Step 07 · Beyond LLJIT — lazy, tiered, remote

LLJIT covers ~80 % of JIT use cases. ORC gives you more when you need it.

Lazy compilation

LLLazyJIT (a sibling of LLJIT) wraps each function in a stub. The function isn't compiled until the stub is hit, which dramatically reduces start-up time for big modules where only a fraction of code runs.

Tiering

A real engine like V8 starts cold code in an interpreter, then re-compiles hot functions with full optimisations, then patches the call sites. Build this on ORC by:

  1. Tier-1: compile with OptimizationLevel::O0 immediately.
  2. Use sampling or counters in the runtime to find hot functions.
  3. Submit a fresh module for those functions with O3 to a compile-thread.
  4. Use ORC's JITLink re-defining a symbol to atomically swap the entry point.

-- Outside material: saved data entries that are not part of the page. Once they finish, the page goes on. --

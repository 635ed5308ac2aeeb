use super::event::SessionEvent;
use super::model::SessionPhase;
use thiserror::Error;

pub type StateResult<T> = std::result::Result<T, StateError>;

#[derive(Debug, Error)]
pub enum StateError {
    #[error("invalid session transition: from {from:?} using event {event:?}")]
    InvalidStateTransition {
        from: SessionPhase,
        event: SessionEvent,
    },
}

Remote / out-of-process JIT

OrcRemoteTargetClient lets you compile in one process and execute in another (or on a different machine). Great for embedded targets or sandboxing untrusted code.

Caching

ObjectCache plugs into the IR-compile layer to memoise compiled objects across runs — perfect for shell-style use of the JIT where the same script is launched repeatedly.

What we won't tackle in this curriculum

The integration with debuggers (GDB/LLDB JIT interface), profilers (VTune), and deopt/inline-cache machinery (V8/HotSpot-style ICs) deserve a course of their own. cp-12 leaves you with a working foundation; adding any one of the above is a focused, incremental exercise on top of jit::runMain.